── Extracted data

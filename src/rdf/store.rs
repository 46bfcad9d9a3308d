//! In-memory triple store
//!
//! Backs the validation pipeline: parsed data, shape and ontology documents
//! are loaded here, and the RDFS reasoner materializes into it.

use super::types::{RdfObject, RdfPredicate, RdfSubject, Triple};
use indexmap::IndexSet;
use std::collections::HashMap;

/// Insertion-ordered, deduplicating triple set
///
/// Keeps two indices:
/// - SP index: Subject -> Predicate -> triple positions
/// - PO index: Predicate -> Object -> triple positions
///
/// Triples are never removed, so positions stay stable.
#[derive(Debug, Clone, Default)]
pub struct TripleStore {
    /// All triples (primary storage)
    triples: IndexSet<Triple>,

    sp_index: HashMap<RdfSubject, HashMap<RdfPredicate, Vec<usize>>>,

    po_index: HashMap<RdfPredicate, HashMap<RdfObject, Vec<usize>>>,
}

impl TripleStore {
    /// Create a new empty store
    pub fn new() -> Self {
        Self::default()
    }

    /// Build a store from a list of triples
    pub fn from_triples(triples: impl IntoIterator<Item = Triple>) -> Self {
        let mut store = Self::new();
        store.extend(triples);
        store
    }

    /// Insert a triple, returning `false` if it was already present
    pub fn insert(&mut self, triple: Triple) -> bool {
        if self.triples.contains(&triple) {
            return false;
        }

        let (pos, _) = self.triples.insert_full(triple.clone());

        self.sp_index
            .entry(triple.subject)
            .or_default()
            .entry(triple.predicate.clone())
            .or_default()
            .push(pos);

        self.po_index
            .entry(triple.predicate)
            .or_default()
            .entry(triple.object)
            .or_default()
            .push(pos);

        true
    }

    /// Insert many triples, returning how many were new
    pub fn extend(&mut self, triples: impl IntoIterator<Item = Triple>) -> usize {
        triples
            .into_iter()
            .map(|t| self.insert(t))
            .filter(|inserted| *inserted)
            .count()
    }

    /// Check if a triple exists in the store
    pub fn contains(&self, triple: &Triple) -> bool {
        self.triples.contains(triple)
    }

    /// Get the total number of triples
    pub fn len(&self) -> usize {
        self.triples.len()
    }

    /// Check if the store is empty
    pub fn is_empty(&self) -> bool {
        self.triples.is_empty()
    }

    /// Iterate over all triples in insertion order
    pub fn iter(&self) -> impl Iterator<Item = &Triple> {
        self.triples.iter()
    }

    /// Objects of all triples with the given subject and predicate
    pub fn objects<'a>(
        &'a self,
        subject: &RdfSubject,
        predicate: &RdfPredicate,
    ) -> impl Iterator<Item = &'a RdfObject> + 'a {
        self.positions_sp(subject, predicate)
            .filter_map(move |pos| self.triples.get_index(pos))
            .map(|t| &t.object)
    }

    /// First object for a subject/predicate pair
    pub fn object(&self, subject: &RdfSubject, predicate: &RdfPredicate) -> Option<&RdfObject> {
        self.objects(subject, predicate).next()
    }

    /// Subjects of all triples with the given predicate and object
    pub fn subjects<'a>(
        &'a self,
        predicate: &RdfPredicate,
        object: &RdfObject,
    ) -> impl Iterator<Item = &'a RdfSubject> + 'a {
        self.positions_po(predicate, object)
            .filter_map(move |pos| self.triples.get_index(pos))
            .map(|t| &t.subject)
    }

    /// All triples using a predicate, in insertion order
    pub fn with_predicate(&self, predicate: &RdfPredicate) -> Vec<&Triple> {
        let mut positions: Vec<usize> = self
            .po_index
            .get(predicate)
            .into_iter()
            .flat_map(|by_object| by_object.values().flatten().copied())
            .collect();
        positions.sort_unstable();
        positions
            .into_iter()
            .filter_map(|pos| self.triples.get_index(pos))
            .collect()
    }

    fn positions_sp(
        &self,
        subject: &RdfSubject,
        predicate: &RdfPredicate,
    ) -> impl Iterator<Item = usize> + '_ {
        self.sp_index
            .get(subject)
            .and_then(|by_pred| by_pred.get(predicate))
            .into_iter()
            .flatten()
            .copied()
    }

    fn positions_po(
        &self,
        predicate: &RdfPredicate,
        object: &RdfObject,
    ) -> impl Iterator<Item = usize> + '_ {
        self.po_index
            .get(predicate)
            .and_then(|by_obj| by_obj.get(object))
            .into_iter()
            .flatten()
            .copied()
    }
}

#[cfg(test)]
mod tests {
    use super::*;
    use crate::rdf::types::{Literal, NamedNode};

    fn node(iri: &str) -> NamedNode {
        NamedNode::new(iri).unwrap()
    }

    fn create_test_triple() -> Triple {
        Triple::new(
            node("http://example.org/alice"),
            node("http://xmlns.com/foaf/0.1/name"),
            Literal::new_simple_literal("Alice"),
        )
    }

    #[test]
    fn test_insert_and_contains() {
        let mut store = TripleStore::new();
        let triple = create_test_triple();

        assert!(store.insert(triple.clone()));
        assert_eq!(store.len(), 1);
        assert!(store.contains(&triple));
    }

    #[test]
    fn test_duplicate_insert() {
        let mut store = TripleStore::new();
        let triple = create_test_triple();

        assert!(store.insert(triple.clone()));
        assert!(!store.insert(triple));
        assert_eq!(store.len(), 1);
    }

    #[test]
    fn test_objects_and_subjects() {
        let alice: RdfSubject = node("http://example.org/alice").into();
        let knows = RdfPredicate::from(node("http://xmlns.com/foaf/0.1/knows"));
        let bob: RdfObject = node("http://example.org/bob").into();
        let carol: RdfObject = node("http://example.org/carol").into();

        let mut store = TripleStore::new();
        store.insert(Triple::new(alice.clone(), knows.clone(), bob.clone()));
        store.insert(Triple::new(alice.clone(), knows.clone(), carol.clone()));

        let objects: Vec<_> = store.objects(&alice, &knows).cloned().collect();
        assert_eq!(objects, vec![bob.clone(), carol]);

        let subjects: Vec<_> = store.subjects(&knows, &bob).cloned().collect();
        assert_eq!(subjects, vec![alice]);
    }

    #[test]
    fn test_extend_counts_new_triples() {
        let mut store = TripleStore::new();
        let triple = create_test_triple();
        assert_eq!(store.extend(vec![triple.clone(), triple.clone()]), 1);
        assert_eq!(store.with_predicate(&triple.predicate).len(), 1);
    }
}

────

**Work required**.
From the records above, print exactly the lines that run from the line with "Predicate -> triple positions" to the line with "pub fn insert(&mut", inclusive.

**Task answer**.
/// - SP index: Subject -> Predicate -> triple positions
/// - PO index: Predicate -> Object -> triple positions
///
/// Triples are never removed, so positions stay stable.
#[derive(Debug, Clone, Default)]
pub struct TripleStore {
    /// All triples (primary storage)
    triples: IndexSet<Triple>,

    sp_index: HashMap<RdfSubject, HashMap<RdfPredicate, Vec<usize>>>,

    po_index: HashMap<RdfPredicate, HashMap<RdfObject, Vec<usize>>>,
}

impl TripleStore {
    /// Create a new empty store
    pub fn new() -> Self {
        Self::default()
    }

    /// Build a store from a list of triples
    pub fn from_triples(triples: impl IntoIterator<Item = Triple>) -> Self {
        let mut store = Self::new();
        store.extend(triples);
        store
    }

    /// Insert a triple, returning `false` if it was already present
    pub fn insert(&mut self, triple: Triple) -> bool {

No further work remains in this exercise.